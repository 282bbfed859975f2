use crate::config::TransportConfig;

/// 一次发送尝试之后的背压判定。
#[derive(Clone, Copy, Debug, PartialEq, Eq)]
pub(crate) enum PressureVerdict {
    /// 缓冲已清空或仍在高水位以内。
    Healthy,
    /// 发送已连续停滞 `frames` 帧，恰好达到阈值时返回一次。
    Stalled { frames: u32 },
    /// 剩余字节超过高水位且对端持续停滞，应断开该对端。
    Overflow { buffered: usize, limit: usize },
}

/// 管理单条链路写路径的背压统计。
///
/// # 教案式注释
///
/// ## 意图 (Why)
/// - 出站缓冲没有被对端读走时只会继续增长；本结构把“连续无进展的帧数”与
///   “剩余字节数”转化为统一判定，供发送路径决定是记录日志还是断开连接；
/// - 只要对端仍在读取，哪怕单次突发远大于高水位，也不会被断开。
///
/// ## 逻辑 (How)
/// - 一帧发送遇到 `WouldBlock` 且一个字节都没写出，记为一次“停滞”；
///   写出任意字节或缓冲清空都会把计数归零；
/// - 每帧发送结束调用 [`WritePressure::after_send`]：剩余字节超过高水位、
///   且停滞已持续 [`TransportConfig::stall_window`] 帧时判定溢出；否则在计数恰好达到
///   `stall_warning_frames` 时报告一次停滞。
///
/// ## 契约 (What)
/// - **前置条件**：每条链路每帧最多调用一次 `after_send`；
/// - **后置条件**：`Stalled` 只在计数恰好达到阈值的那一帧返回，避免日志刷屏；
///   `Overflow` 只会在对端持续不读取时返回。
#[derive(Debug, Default)]
pub(crate) struct WritePressure {
    stalled_frames: u32,
}

impl WritePressure {
    pub(crate) fn new() -> Self {
        Self::default()
    }

    /// 发送尝试结束后调用。`sent` 为本帧写出的字节数，`blocked` 表示是否遇到 `WouldBlock`。
    pub(crate) fn after_send(
        &mut self,
        buffered: usize,
        sent: usize,
        blocked: bool,
        config: &TransportConfig,
    ) -> PressureVerdict {
        if buffered == 0 || !blocked || sent > 0 {
            self.stalled_frames = 0;
            return PressureVerdict::Healthy;
        }
        self.stalled_frames = self.stalled_frames.saturating_add(1);
        if let Some(limit) = config.outbound_limit()
            && buffered > limit
            && self.stalled_frames >= config.stall_window()
        {
            return PressureVerdict::Overflow { buffered, limit };
        }
        if config.stall_warning_frames > 0 && self.stalled_frames == config.stall_warning_frames {
            PressureVerdict::Stalled {
                frames: self.stalled_frames,
            }
        } else {
            PressureVerdict::Healthy
        }
    }

    #[cfg(test)]
    pub(crate) fn stalled_frames(&self) -> u32 {
        self.stalled_frames
    }
}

WHAT NEEDS TO BE DONE: Reply with a number alone, the number of lines of the records that hold the word "PressureVerdict".

ANSWER BOX: 6